En el Evangelio encontramos varias definiciones que Jesús da de sí mismo. Hoy leemos una de ellas: “Yo soy la luz del mundo”.

En algunas culturas y tradiciones filosóficas encontramos el lenguaje de la iluminación. Recuero la película “Phenomenon”, en la que una persona es un día alcanzada por una especie de rayo místico y desarrolla unas potencialidades que desconocía. Igualmente algunas sectas de corte gnóstico hablan de los iluminados, nombre que también encontramos vinculado a grupos secretos.

Pero Jesús no habla en se sentido. Él no es un personaje humano que ha alcanzado una comprensión especial y más profunda de la realidad humana, sino que es Dios encarnado. Y como tal se presenta como la luz del mundo. Es Él quien ilumina a los hombres y los conduce para que no caminen en tinieblas. La luz es una imagen de Cristo, que se opone a la oscuridad del mundo.

Al igual que la luz nos permite darnos cuenta de las cosas que hay a nuestro alrededor, y que sin ella pasarían desapercibidas, Jesucristo nos hace descubrir la verdad de nuestra vida. Rechazar a Jesucristo es rechazar esa luz y, por tanto, permanecer en las tinieblas.
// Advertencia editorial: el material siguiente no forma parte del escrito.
//! Apocalypse scene
//!
//! Fire flicker: every pixel gets an independent random red level, with
//! occasional darker bands simulating smoke drifting over the flames.

use embassy_time::Duration;

use super::{Effect, FrameContext};
use crate::{color::Rgb, math8::scale8, rng::TickRng};

/// Red channel flicker bounds.
const FLICKER_MIN: i32 = 50;
const FLICKER_MAX: i32 = 255;

/// Per-tick probability of a smoke band (percent).
const SMOKE_CHANCE: u8 = 20;

/// Smoke band width bounds (pixels).
const SMOKE_WIDTH_MIN: i32 = 3;
const SMOKE_WIDTH_MAX: i32 = 8;

/// Smoke fade amount (fadeToBlackBy semantics: scale by 255 - FADE).
const SMOKE_FADE: u8 = 150;

/// Apocalypse scene state.
#[derive(Debug, Clone)]
pub struct ApocalypseEffect {
    rng: TickRng,
}

impl ApocalypseEffect {
    pub const fn new(rng_seed: u64) -> Self {
        Self {
            rng: TickRng::new(rng_seed),
        }
    }
}

impl Effect for ApocalypseEffect {
    // Coarse animation step; flicker rate is independent of host loop speed.
    const FRAME_INTERVAL: Option<Duration> = Some(Duration::from_millis(30));

    #[allow(clippy::cast_possible_truncation, clippy::cast_sign_loss)]
    fn render(&mut self, _ctx: &FrameContext, leds: &mut [Rgb]) {
        if leds.is_empty() {
            return;
        }

        for led in leds.iter_mut() {
            let flicker = self.rng.range(FLICKER_MIN, FLICKER_MAX) as u8;
            *led = Rgb {
                r: flicker,
                g: flicker / 4,
                b: 0,
            };
        }

        // Smoke: darken a random contiguous band
        if self.rng.chance(SMOKE_CHANCE) {
            let pos = self.rng.index(leds.len());
            let width = self.rng.range(SMOKE_WIDTH_MIN, SMOKE_WIDTH_MAX) as usize;
            let end = (pos + width).min(leds.len());
            let keep = 255 - SMOKE_FADE;
            for led in &mut leds[pos..end] {
                led.r = scale8(led.r, keep);
                led.g = scale8(led.g, keep);
                led.b = scale8(led.b, keep);
            }
        }
    }
}
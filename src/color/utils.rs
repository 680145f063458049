use crate::color::Rgb;

/// Create an RGB color from a u32 value (0xRRGGBB format)
pub const fn rgb_from_u32(color: u32) -> Rgb {
    Rgb {
        r: ((color >> 16) & 0xFF) as u8,
        g: ((color >> 8) & 0xFF) as u8,
        b: (color & 0xFF) as u8,
    }
}

/// Parse a hex color string (`#RRGGBB` or `RRGGBB`).
///
/// Malformed input yields black rather than an error; the control surface
/// treats a bad color the same as "no color".
pub fn parse_hex_color(text: &str) -> Rgb {
    let digits = text.strip_prefix('#').unwrap_or(text);
    let value = u32::from_str_radix(digits, 16).unwrap_or(0);
    rgb_from_u32(value)
}
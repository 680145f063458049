//! Integer math helpers for 8-bit color channels.

/// Scale an 8-bit value by a factor (0-255 = 0.0-1.0)
///
/// Uses integer math for efficiency on embedded systems.
#[inline]
#[allow(clippy::cast_lossless)]
pub const fn scale8(value: u8, scale: u8) -> u8 {
    ((value as u16 * (1 + scale as u16)) >> 8) as u8
}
Hay un cuento de Wells, el materialista, titulado “El país de los ciegos”. Narra la historia de un hombre que llega a una región extraña y aislada en la que nadie tiene ojos. El piensa que allí será el rey porque puede ver, pero pronto empieza a descubrir lo contrario. Los habitantes de aquella región lo han organizado todo para vivir en la oscuridad y el único que no se adapta es el que ve. Trabajan de noche y duermen de día; en las casas no se ve nada y él tropieza continuamente… Es así que, finalmente, deciden arrancarle los ojos, porque no aceptan que pueda existir algo así como la vista, la luz o los colores.

Jesucristo nos abre a nuevos aspectos de la vida por cuanto nos hace presente la alta dignidad a la que estamos llamados. A través suyo, como dice el Evangelio de hoy, nos es dado conocer al Padre y aceptar que, por la gracia, somos hijos. Separarse de Cristo o minimizarlo supone alejarse de esa paternidad divina, no conocerla.

El evangelio nos describe la terrible decisión de aquellos que deciden prescindir de la luz acabando con Cristo. Dejar que Jesús nos ilumine es estar abiertos a que, continuamente, nos descubra la verdad de nuestra vida y nos muestre el camino de la santidad, en dependencia del Padre, que podemos seguir.